The threat intelligence firm compiled its 2023 Global Threat Report from trillions of daily events generated by its endpoint protection platform and insights from its threat hunting team.
It warned that incident responders had even less time last year to contain breaches after an initial compromise.
“By responding within the breakout time window, defenders can minimize the costs and other damages caused by attackers,” the report explained. “Security teams are encouraged to meet the 1-10-60 rule: detecting threats within the first minute, understanding the threats within 10 minutes and responding within 60 minutes.”
The challenge of detecting suspicious activity has also been made more acute because attackers continue to eschew malware in favor of abuse of valid credentials for access and persistence.
Malware-free activity accounted for 71% of all detections in 2022, up from 62% in 2012, while “interactive intrusions” – i.e., manual, non-automated attacks – surged by 50% over the period.
These “hands on keyboard” techniques make it harder for traditional anti-malware tools to detect malign activity, CrowdStrike claimed.
Separately, the report noted an increase in social engineering tactics such as direct vishing of victims to download malware, and SIM swapping and “MFA fatigue” to circumvent multi-factor authentication (MFA).
Cloud systems emerged as a key target in 2022: exploitation of cloud workloads grew by 95% and cases involving “cloud-conscious actors” tripled from 2021. Malicious actors are increasingly looking to public-facing applications for initial access, and rely on compromising privileged accounts, the report claimed.
CrowdStrike also observed a concerning emerging trend for “account access removal, data destruction, resource deletion and service stoppage.”

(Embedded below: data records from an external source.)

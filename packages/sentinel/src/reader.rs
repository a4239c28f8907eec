//! # Reader
//!
//! Parses a derived file back into a [`DerivedFileModel`].
//!
//! The [`Scanner`] is a single pass that classifies lines and maintains the
//! bracket stack at the same time: whether a line is content or structure
//! depends on the mode of the node being read (doc part, raw block, `@all`
//! region, a pending `@verbatim`).
//!
//! ## Recovery
//!
//! - A malformed sentinel is kept as content
//! - A node whose level is deeper than its bracket allows is skipped up to
//!   its matching `@-node` and reported as a failed child
//! - A shallower level, or a close sentinel for an outer bracket, closes the
//!   brackets in between, unless the current bracket's own close comes
//!   first. Then the node is read at the bracket's level, or the stray close
//!   is dropped.
//! - Every repair is noted in [`DerivedFileModel::repairs`] against the node
//!   it happened in
//! - Only a missing header, invalid UTF-8 or end of input before `@-leo`
//!   abort the read

use crate::delims::{LanguageSpec, SentinelDelims};
use crate::diagnostics::{Diagnostic, DiagnosticKind};
use crate::directives::{classify_body_line, resolve_section, strip_indent, BodyLine, Resolution};
use crate::error::{SentinelError, SentinelResult};
use crate::grammar::{classify, Header, LineClass, SentinelKind, SentinelToken};
use crate::model::{DerivedFileModel, ParsedChild, ParsedNode, Placement, Repair};
use crate::options::{CodecOptions, FormattingState, SectionPolicy};
use crate::reconcile::{reconcile, ReadContext, ReconciliationResult};
use std::collections::HashSet;
use tracing::{debug, info, instrument};
use trellis_outline::{Gnx, NodeId, Outline};

pub struct Reader<'a> {
    options: &'a CodecOptions,
}
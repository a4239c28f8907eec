use crate::error::{OutlineError, OutlineResult};
use chrono::Local;
use serde::{Deserialize, Serialize};
use std::fmt;

/// Globally unique node identifier.
///
/// A gnx is assigned once when a node is created and never reused. It is the
/// only key used to match nodes across a write/read round trip, so it must
/// survive being embedded in a sentinel line: no `:` and no whitespace.
#[derive(Debug, Clone, PartialEq, Eq, Hash, PartialOrd, Ord, Serialize, Deserialize)]
#[serde(try_from = "String", into = "String")]
pub struct Gnx(String);

impl Gnx {
    pub fn new(value: impl Into<String>) -> OutlineResult<Self> {
        let value = value.into();
        if Self::is_valid(&value) {
            Ok(Self(value))
        } else {
            Err(OutlineError::InvalidGnx(value))
        }
    }

    pub fn is_valid(value: &str) -> bool {
        !value.is_empty() && !value.chars().any(|c| c == ':' || c.is_whitespace())
    }

    pub fn as_str(&self) -> &str {
        &self.0
    }
}

impl fmt::Display for Gnx {
    fn fmt(&self, f: &mut fmt::Formatter<'_>) -> fmt::Result {
        f.write_str(&self.0)
    }
}

impl TryFrom<String> for Gnx {
    type Error = OutlineError;

    fn try_from(value: String) -> Result<Self, Self::Error> {
        Gnx::new(value)
    }
}

impl TryFrom<&str> for Gnx {
    type Error = OutlineError;

    fn try_from(value: &str) -> Result<Self, Self::Error> {
        Gnx::new(value)
    }
}

impl From<Gnx> for String {
    fn from(gnx: Gnx) -> Self {
        gnx.0
    }
}

/// Sequential gnx generator: `<id>.<timestamp>.<n>`
#[derive(Debug, Clone)]
pub struct GnxGenerator {
    id: String,
    timestamp: String,
    count: u32,
}

impl GnxGenerator {
    /// Create a generator stamped with the current local time
    pub fn new(id: &str) -> Self {
        Self::with_timestamp(id, &Local::now().format("%Y%m%d%H%M%S").to_string())
    }

    /// Create a generator with a fixed timestamp (deterministic ids in tests)
    pub fn with_timestamp(id: &str, timestamp: &str) -> Self {
        let id: String = id
            .chars()
            .filter(|c| *c != ':' && !c.is_whitespace())
            .collect();
        Self {
            id: if id.is_empty() { "anon".to_string() } else { id },
            timestamp: timestamp.to_string(),
            count: 0,
        }
    }

    /// Generate next sequential gnx
    pub fn next_gnx(&mut self) -> Gnx {
        self.count += 1;
        Gnx(format!("{}.{}.{}", self.id, self.timestamp, self.count))
    }

    pub fn id(&self) -> &str {
        &self.id
    }
}
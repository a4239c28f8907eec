//! # Diagnostics
//!
//! Non-fatal findings produced while writing or reading a derived file. A
//! damaged line never aborts the codec; it becomes one of these and the
//! surrounding content is recovered.

use serde::{Deserialize, Serialize};
use std::fmt;
use trellis_outline::Gnx;

#[derive(Debug, Clone, Copy, PartialEq, Eq, PartialOrd, Ord, Hash, Serialize, Deserialize)]
#[serde(rename_all = "lowercase")]
pub enum Severity {
    Info,
    Warning,
    Error,
}

#[derive(Debug, Clone, PartialEq, Eq, Serialize, Deserialize)]
#[serde(tag = "kind", rename_all = "snake_case")]
pub enum DiagnosticKind {
    MalformedSentinel,
    LevelMismatch { expected: usize, found: usize },
    AmbiguousSectionReference { name: String, candidates: Vec<Gnx> },
    DanglingSectionReference { name: String },
    RecursiveSectionReference { name: String },
    UnbalancedBracket { expected: String, found: String },
    MultipleOthers,
    OrphanedNode { gnx: Gnx },
    UnwrittenNode { gnx: Gnx },
    MisplacedSentinel,
}

impl DiagnosticKind {
    pub fn default_severity(&self) -> Severity {
        match self {
            DiagnosticKind::OrphanedNode { .. } => Severity::Info,
            DiagnosticKind::DanglingSectionReference { .. }
            | DiagnosticKind::MultipleOthers
            | DiagnosticKind::MalformedSentinel
            | DiagnosticKind::MisplacedSentinel
            | DiagnosticKind::UnwrittenNode { .. } => Severity::Warning,
            DiagnosticKind::LevelMismatch { .. }
            | DiagnosticKind::AmbiguousSectionReference { .. }
            | DiagnosticKind::RecursiveSectionReference { .. }
            | DiagnosticKind::UnbalancedBracket { .. } => Severity::Error,
        }
    }

    pub fn name(&self) -> &'static str {
        match self {
            DiagnosticKind::MalformedSentinel => "malformed sentinel",
            DiagnosticKind::LevelMismatch { .. } => "level mismatch",
            DiagnosticKind::AmbiguousSectionReference { .. } => "ambiguous section reference",
            DiagnosticKind::DanglingSectionReference { .. } => "dangling section reference",
            DiagnosticKind::RecursiveSectionReference { .. } => "recursive section reference",
            DiagnosticKind::UnbalancedBracket { .. } => "unbalanced bracket",
            DiagnosticKind::MultipleOthers => "multiple @others",
            DiagnosticKind::OrphanedNode { .. } => "orphaned node",
            DiagnosticKind::UnwrittenNode { .. } => "unwritten node",
            DiagnosticKind::MisplacedSentinel => "misplaced sentinel",
        }
    }
}

/// One finding, located by 1-based line number (0 when no line applies)
#[derive(Debug, Clone, PartialEq, Eq, Serialize, Deserialize)]
pub struct Diagnostic {
    #[serde(flatten)]
    pub kind: DiagnosticKind,
    pub severity: Severity,
    pub line: usize,
    pub message: String,
}

impl Diagnostic {
    pub fn new(kind: DiagnosticKind, line: usize, message: impl Into<String>) -> Self {
        Self {
            severity: kind.default_severity(),
            kind,
            line,
            message: message.into(),
        }
    }

    pub fn with_severity(mut self, severity: Severity) -> Self {
        self.severity = severity;
        self
    }

    pub fn is_error(&self) -> bool {
        self.severity == Severity::Error
    }
}

impl fmt::Display for Diagnostic {
    fn fmt(&self, f: &mut fmt::Formatter<'_>) -> fmt::Result {
        if self.line > 0 {
            write!(f, "line {}: {}: {}", self.line, self.kind.name(), self.message)
        } else {
            write!(f, "{}: {}", self.kind.name(), self.message)
        }
    }
}

/// Pretty-print diagnostics with source context using ariadne
#[cfg(feature = "pretty-errors")]
pub fn format_diagnostics(source: &str, filename: &str, diagnostics: &[Diagnostic]) -> String {
    use ariadne::{Color, Label, Report, ReportKind, Source};

    // ariadne spans count chars, not bytes
    let mut line_spans = Vec::new();
    let mut offset = 0;
    for line in source.split('\n') {
        let len = line.chars().count();
        line_spans.push(offset..offset + len);
        offset += len + 1;
    }
    let end = offset.saturating_sub(1);

    let mut output = Vec::new();
    for diagnostic in diagnostics {
        let span = diagnostic
            .line
            .checked_sub(1)
            .and_then(|i| line_spans.get(i).cloned())
            .unwrap_or(end..end);
        let (kind, color) = match diagnostic.severity {
            Severity::Error => (ReportKind::Error, Color::Red),
            Severity::Warning => (ReportKind::Warning, Color::Yellow),
            Severity::Info => (ReportKind::Advice, Color::Blue),
        };

        let report = Report::build(kind, filename, span.start)
            .with_message(diagnostic.kind.name())
            .with_label(
                Label::new((filename, span))
                    .with_color(color)
                    .with_message(&diagnostic.message),
            )
            .finish();

        if report
            .write((filename, Source::from(source)), &mut output)
            .is_err()
        {
            output.extend_from_slice(diagnostic.to_string().as_bytes());
            output.push(b'\n');
        }
    }

    String::from_utf8(output).unwrap_or_else(|_| "Diagnostic formatting failed".to_string())
}

#[cfg(test)]
mod tests {
    use super::*;

    #[test]
    fn test_default_severity() {
        let d = Diagnostic::new(DiagnosticKind::MultipleOthers, 3, "second @others");
        assert_eq!(d.severity, Severity::Warning);
        assert!(!d.is_error());

        let d = Diagnostic::new(
            DiagnosticKind::LevelMismatch {
                expected: 2,
                found: 4,
            },
            7,
            "bad level",
        );
        assert!(d.is_error());
        assert_eq!(d.to_string(), "line 7: level mismatch: bad level");
    }

    #[test]
    fn test_diagnostic_json_shape() {
        let d = Diagnostic::new(
            DiagnosticKind::DanglingSectionReference {
                name: "helper".into(),
            },
            2,
            "no definition",
        );
        let json = serde_json::to_value(&d).unwrap();
        assert_eq!(json["kind"], "dangling_section_reference");
        assert_eq!(json["name"], "helper");
        assert_eq!(json["severity"], "warning");
    }

    #[cfg(feature = "pretty-errors")]
    #[test]
    fn test_format_diagnostics_mentions_message() {
        let source = "#@+leo-ver=5-thin\n#@+bogus\n#@-leo\n";
        let d = Diagnostic::new(DiagnosticKind::MalformedSentinel, 2, "unknown sentinel");
        let out = format_diagnostics(source, "a.py", &[d]);
        assert!(out.contains("unknown sentinel"));
    }
}
#[cfg(test)]
mod tests {
    use super::*;
    use trellis_outline::Gnx;

    fn gnx(s: &str) -> Gnx {
        Gnx::new(s).unwrap()
    }

    fn lines(text: &str) -> Vec<String> {
        text.lines().map(str::to_string).collect()
    }

    fn python() -> LanguageSpec {
        LanguageSpec::named("python").unwrap()
    }

    #[test]
    fn test_write_single_node() {
        let mut outline = Outline::new();
        let root = outline
            .add_root(gnx("r"), "@file a.py", lines("x = 1\n\ny = 2"))
            .unwrap();

        let out = write(&outline, root, &python(), -4).unwrap();
        assert_eq!(
            out.text,
            "#@+leo-ver=5-thin\n#@@language python\n#@@tabwidth -4\n#@@pagewidth 132\n\
             #@+node:r: * @file a.py\nx = 1\n\ny = 2\n#@-node\n#@-leo\n"
        );
        assert!(out.diagnostics.is_empty());
    }

    #[test]
    fn test_implicit_others_for_children() {
        let mut outline = Outline::new();
        let root = outline.add_root(gnx("r"), "@file a.py", lines("import os")).unwrap();
        let a = outline.new_node(gnx("a"), "a", lines("def a(): pass")).unwrap();
        outline.append_child(root, a).unwrap();

        let text = write(&outline, root, &python(), -4).unwrap().text;
        assert!(text.contains(
            "import os\n#@+others-implicit\n#@+node:a: ** a\ndef a(): pass\n#@-node\n#@-others-implicit\n"
        ));
    }

    #[test]
    fn test_indented_others() {
        let mut outline = Outline::new();
        let root = outline
            .add_root(gnx("r"), "@file a.py", lines("class A:\n    @others"))
            .unwrap();
        let m = outline
            .new_node(gnx("m"), "m", lines("def m(self):\n    pass\n\n"))
            .unwrap();
        outline.append_child(root, m).unwrap();

        let text = write(&outline, root, &python(), -4).unwrap().text;
        assert!(text.contains(
            "class A:\n    #@+others\n    #@+node:m: ** m\n    def m(self):\n        pass\n\n    #@-node\n    #@-others\n"
        ));
    }

    #[test]
    fn test_section_reference_expanded_inline() {
        let mut outline = Outline::new();
        let root = outline
            .add_root(gnx("r"), "@file a.py", lines("<<imports>>\n@others"))
            .unwrap();
        let imports = outline
            .new_node(gnx("i"), "<<imports>>", lines("import sys"))
            .unwrap();
        let f = outline.new_node(gnx("f"), "f", lines("def f(): pass")).unwrap();
        outline.append_child(root, imports).unwrap();
        outline.append_child(root, f).unwrap();

        let text = write(&outline, root, &python(), -4).unwrap().text;
        assert!(text.contains("#@+<<imports>>\n#@+node:i: ** <<imports>>\nimport sys\n#@-node\n#@-<<imports>>\n"));
        assert_eq!(text.matches("#@+node:i:").count(), 1);
        assert!(text.contains("#@+others\n#@+node:f: ** f"));
    }

    #[test]
    fn test_afterref_and_verbatim() {
        let mut outline = Outline::new();
        let root = outline
            .add_root(gnx("r"), "@file a.py", lines("<<x>> # tail\n#@+node:fake"))
            .unwrap();
        let x = outline.new_node(gnx("x"), "<<x>>", lines("x = 1")).unwrap();
        outline.append_child(root, x).unwrap();

        let text = write(&outline, root, &python(), -4).unwrap().text;
        assert!(text.contains("#@-<<x>>\n#@afterref\n # tail\n"));
        assert!(text.contains("#@verbatim\n#@+node:fake\n"));
    }

    #[test]
    fn test_dangling_and_ambiguous_references() {
        let mut outline = Outline::new();
        let root = outline
            .add_root(gnx("r"), "@file a.py", lines("<<missing>>\n<<helper>>"))
            .unwrap();
        for g in ["h1", "h2"] {
            let h = outline.new_node(gnx(g), "helper", lines("pass")).unwrap();
            outline.append_child(root, h).unwrap();
        }

        let out = write(&outline, root, &python(), -4).unwrap();
        assert!(out
            .diagnostics
            .iter()
            .any(|d| matches!(&d.kind, DiagnosticKind::DanglingSectionReference { name } if name == "missing")));
        assert!(out.diagnostics.iter().any(|d| matches!(
            &d.kind,
            DiagnosticKind::AmbiguousSectionReference { candidates, .. } if candidates.len() == 2
        )));
        // Ambiguous candidates are not consumed
        assert!(out.text.contains("#@+others-implicit"));
        assert!(out.text.contains("\n<<helper>>\n"));
    }

    #[test]
    fn test_multiple_others_warns() {
        let mut outline = Outline::new();
        let root = outline
            .add_root(gnx("r"), "@file a.py", lines("@others\n@others"))
            .unwrap();
        let a = outline.new_node(gnx("a"), "a", vec![]).unwrap();
        outline.append_child(root, a).unwrap();

        let out = write(&outline, root, &python(), -4).unwrap();
        assert_eq!(out.text.matches("#@+node:a:").count(), 1);
        assert!(out
            .diagnostics
            .iter()
            .any(|d| d.kind == DiagnosticKind::MultipleOthers));
    }

    #[test]
    fn test_first_and_last_lines() {
        let mut outline = Outline::new();
        let root = outline
            .add_root(
                gnx("r"),
                "@file s.sh",
                lines("@first #!/bin/sh\necho hi\n@last # end"),
            )
            .unwrap();
        let text = write(&outline, root, &LanguageSpec::named("shell").unwrap(), 8)
            .unwrap()
            .text;
        assert!(text.starts_with("#!/bin/sh\n#@+leo-ver=5-thin\n"));
        assert!(text.contains("#@@first\necho hi\n#@@last\n#@-node\n#@-leo\n# end\n"));
    }

    #[test]
    fn test_block_comment_doc_part() {
        let mut outline = Outline::new();
        let root = outline
            .add_root(gnx("r"), "@file a.html", lines("@ notes\nsome doc\n@c\n<p/>"))
            .unwrap();
        let text = write(&outline, root, &LanguageSpec::named("html").unwrap(), -4)
            .unwrap()
            .text;
        assert!(text.contains("<!--@+at notes-->\n<!--\nsome doc\n-->\n<!--@@c-->\n<p/>\n"));
    }

    #[test]
    fn test_write_is_deterministic() {
        let mut outline = Outline::new();
        let root = outline.add_root(gnx("r"), "@file a.py", lines("@others")).unwrap();
        for g in ["a", "b", "c"] {
            let id = outline.new_node(gnx(g), g, lines("pass")).unwrap();
            outline.append_child(root, id).unwrap();
        }
        let first = write(&outline, root, &python(), -4).unwrap();
        let second = write(&outline, root, &python(), -4).unwrap();
        assert_eq!(first, second);
    }
}
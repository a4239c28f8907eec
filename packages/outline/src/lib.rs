//! # Trellis Outline
//!
//! In-memory outline tree: nodes with a stable gnx, a headline, a body and
//! ordered children. Nodes may be shared between several parents (clones).

pub mod error;
pub mod gnx;
pub mod outline;
pub mod position;
pub mod snapshot;

pub use error::{OutlineError, OutlineResult};
pub use gnx::{Gnx, GnxGenerator};
pub use outline::{split_body, NodeId, Outline, VNode};
pub use position::Position;
pub use snapshot::{content_checksum, Snapshot};
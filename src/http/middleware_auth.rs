//! Bearer token authentication for protected endpoints.
//!
//! Validates OAuth 2.0 access tokens from the `Authorization` header and
//! hands the stored token record to request handlers.

use axum::extract::{FromRef, FromRequestParts};
use axum::http::StatusCode;
use axum::response::{IntoResponse, Response};
use chrono::Utc;
use http::request::Parts;
use serde_json::json;

use crate::http::context::AppState;
use crate::oauth::types::AccessToken;
use crate::storage::traits::AccessTokenStore;

/// Authenticated access token extractor for protected endpoints
///
/// Rejections are `401` JSON bodies carrying the `invalid_token` error code.
#[derive(Clone, Debug)]
pub struct ExtractedAuth(pub AccessToken);

/// Create a standard OAuth 2.0 error response
fn create_oauth_error_response(
    status: StatusCode,
    error: &str,
    error_description: &str,
) -> Response {
    let body = json!({
        "error": error,
        "error_description": error_description
    });

    (status, axum::Json(body)).into_response()
}

fn invalid_token(description: &str) -> Response {
    create_oauth_error_response(StatusCode::UNAUTHORIZED, "invalid_token", description)
}

impl<S> FromRequestParts<S> for ExtractedAuth
where
    AppState: FromRef<S>,
    S: Send + Sync,
{
    type Rejection = Response;

    async fn from_request_parts(parts: &mut Parts, state: &S) -> Result<Self, Self::Rejection> {
        let app_state = AppState::from_ref(state);

        let auth_header = parts
            .headers
            .get("authorization")
            .and_then(|h| h.to_str().ok())
            .ok_or_else(|| invalid_token("Missing or invalid Authorization header"))?;

        let token = auth_header
            .strip_prefix("Bearer ")
            .ok_or_else(|| invalid_token("Missing or invalid Authorization header"))?;

        if token.is_empty() {
            return Err(invalid_token("Missing access token"));
        }

        let stored_token = app_state
            .storage
            .get_token(token)
            .await
            .map_err(|e| {
                create_oauth_error_response(
                    StatusCode::INTERNAL_SERVER_ERROR,
                    "server_error",
                    &format!("Storage error: {}", e),
                )
            })?
            .ok_or_else(|| invalid_token("Invalid access token"))?;

        // TTLs are evaluated lazily at read time
        if stored_token.is_expired(Utc::now()) {
            return Err(invalid_token("Access token has expired"));
        }

        Ok(ExtractedAuth(stored_token))
    }
}
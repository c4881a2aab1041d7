//! PKCE (RFC 7636) challenge verification.

use base64::prelude::*;
use sha2::{Digest, Sha256};
use subtle::ConstantTimeEq;

use crate::errors::OAuthError;

/// Compute the S256 challenge for a code verifier
pub fn s256_challenge(verifier: &str) -> String {
    let mut hasher = Sha256::new();
    hasher.update(verifier.as_bytes());
    BASE64_URL_SAFE_NO_PAD.encode(hasher.finalize())
}

/// Verify a presented code verifier against a stored challenge.
///
/// With method `S256` the challenge must equal the base64url (no padding)
/// SHA-256 of the verifier; any other method compares the verifier to the
/// challenge directly. Callers skip this entirely when no challenge was
/// stored with the authorization code.
pub fn verify_pkce(
    challenge: &str,
    method: Option<&str>,
    verifier: Option<&str>,
) -> Result<(), OAuthError> {
    let verifier = verifier.ok_or_else(|| {
        OAuthError::InvalidRequest("Missing code_verifier for PKCE".to_string())
    })?;

    let presented = match method {
        Some("S256") => s256_challenge(verifier),
        _ => verifier.to_string(),
    };

    if presented.as_bytes().ct_eq(challenge.as_bytes()).unwrap_u8() == 1 {
        Ok(())
    } else {
        Err(OAuthError::InvalidGrant("Invalid code_verifier".to_string()))
    }
}
//! Environment-based configuration types for OIDP server runtime settings.

use anyhow::Result;

use crate::errors::ConfigError;

/// HTTP server port configuration
#[derive(Clone)]
pub struct HttpPort(u16);

/// Symmetric secret used to sign ID tokens
#[derive(Clone)]
pub struct SigningSecret(String);

/// Lifetime wrapper parsed from a duration string such as `10m` or `30d`
#[derive(Clone, Copy)]
pub struct TokenTtl(chrono::Duration);

/// Main application configuration
#[derive(Clone)]
pub struct Config {
    pub version: String,
    pub http_port: HttpPort,
    pub http_templates_path: String,
    /// External base URL of this server; doubles as the OIDC issuer.
    pub external_base: String,
    pub id_token_signing_secret: SigningSecret,
    pub auth_code_ttl: TokenTtl,
    pub access_token_ttl: TokenTtl,
    pub refresh_token_ttl: TokenTtl,
    pub id_token_ttl: TokenTtl,
    pub storage_backend: String,
    pub seed_demo: bool,
}

impl Config {
    /// Create a new configuration from environment variables
    pub fn new() -> Result<Self> {
        let external_base = require_env("EXTERNAL_BASE")?;
        let id_token_signing_secret: SigningSecret =
            require_env("ID_TOKEN_SIGNING_SECRET")?.try_into()?;
        let http_port: HttpPort = default_env("HTTP_PORT", "8080").try_into()?;
        let http_templates_path = optional_env("HTTP_TEMPLATES_PATH")
            .unwrap_or_else(|| format!("{}/templates", env!("CARGO_MANIFEST_DIR")));
        let auth_code_ttl: TokenTtl = default_env("AUTH_CODE_TTL", "10m").try_into()?;
        let access_token_ttl: TokenTtl = default_env("ACCESS_TOKEN_TTL", "1h").try_into()?;
        let refresh_token_ttl: TokenTtl = default_env("REFRESH_TOKEN_TTL", "30d").try_into()?;
        let id_token_ttl: TokenTtl = default_env("ID_TOKEN_TTL", "1h").try_into()?;
        let storage_backend = default_env("STORAGE_BACKEND", "memory");
        let seed_demo = optional_env("OIDP_SEED_DEMO")
            .map(|v| v == "true")
            .unwrap_or(false);

        Ok(Self {
            version: version()?,
            http_port,
            http_templates_path,
            external_base,
            id_token_signing_secret,
            auth_code_ttl,
            access_token_ttl,
            refresh_token_ttl,
            id_token_ttl,
            storage_backend,
            seed_demo,
        })
    }
}

/// Get application version from build environment
pub fn version() -> Result<String> {
    option_env!("GIT_HASH")
        .or(option_env!("CARGO_PKG_VERSION"))
        .map(|val| val.to_string())
        .ok_or(ConfigError::VersionNotSet.into())
}

fn require_env(name: &str) -> Result<String> {
    std::env::var(name).map_err(|_| ConfigError::EnvVarRequired(name.to_string()).into())
}

pub(crate) fn optional_env(name: &str) -> Option<String> {
    std::env::var(name).ok()
}

fn default_env(name: &str, default_value: &str) -> String {
    std::env::var(name).unwrap_or_else(|_| default_value.to_string())
}

impl TryFrom<String> for HttpPort {
    type Error = anyhow::Error;

    fn try_from(value: String) -> Result<Self, Self::Error> {
        if value.is_empty() {
            Ok(Self(8080))
        } else {
            value
                .parse::<u16>()
                .map(Self)
                .map_err(|err| ConfigError::PortParsingFailed(err).into())
        }
    }
}

impl AsRef<u16> for HttpPort {
    fn as_ref(&self) -> &u16 {
        &self.0
    }
}

impl TryFrom<String> for SigningSecret {
    type Error = anyhow::Error;

    fn try_from(value: String) -> Result<Self, Self::Error> {
        if value.is_empty() {
            Err(ConfigError::SigningSecretEmpty.into())
        } else {
            Ok(Self(value))
        }
    }
}

impl AsRef<str> for SigningSecret {
    fn as_ref(&self) -> &str {
        &self.0
    }
}

impl TryFrom<String> for TokenTtl {
    type Error = anyhow::Error;

    fn try_from(value: String) -> Result<Self, Self::Error> {
        let std_duration = duration_str::parse(&value)
            .map_err(|err| ConfigError::DurationParsingFailed(value.clone(), err.to_string()))?;
        let duration = chrono::Duration::from_std(std_duration)
            .map_err(|err| ConfigError::DurationParsingFailed(value, err.to_string()))?;
        Ok(Self(duration))
    }
}

impl AsRef<chrono::Duration> for TokenTtl {
    fn as_ref(&self) -> &chrono::Duration {
        &self.0
    }
}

The cybercrime supply chain appeared to strengthen in 2022, with CrowdStrike recording a 112% year-on-year increase in initial access broker adverts on the dark web.
CrowdStrike head of intelligence, Adam Meyers, argued that 2022 saw a unique combination of cyber-threats emerge.
“Splintered eCrime groups re-emerged with greater sophistication, relentless threat actors sidestepped patched or mitigated vulnerabilities, and the feared threats of the Russia-Ukraine conflict masked more sinister and successful traction by a growing number of China-nexus adversaries,” he added.
“Today’s threat actors are smarter, more sophisticated and more well-resourced than they have ever been. Only by understanding their rapidly evolving tradecraft, techniques and objectives – and by embracing technology fuelled by the latest threat intelligence – can companies remain one step ahead of today’s increasingly relentless adversaries.”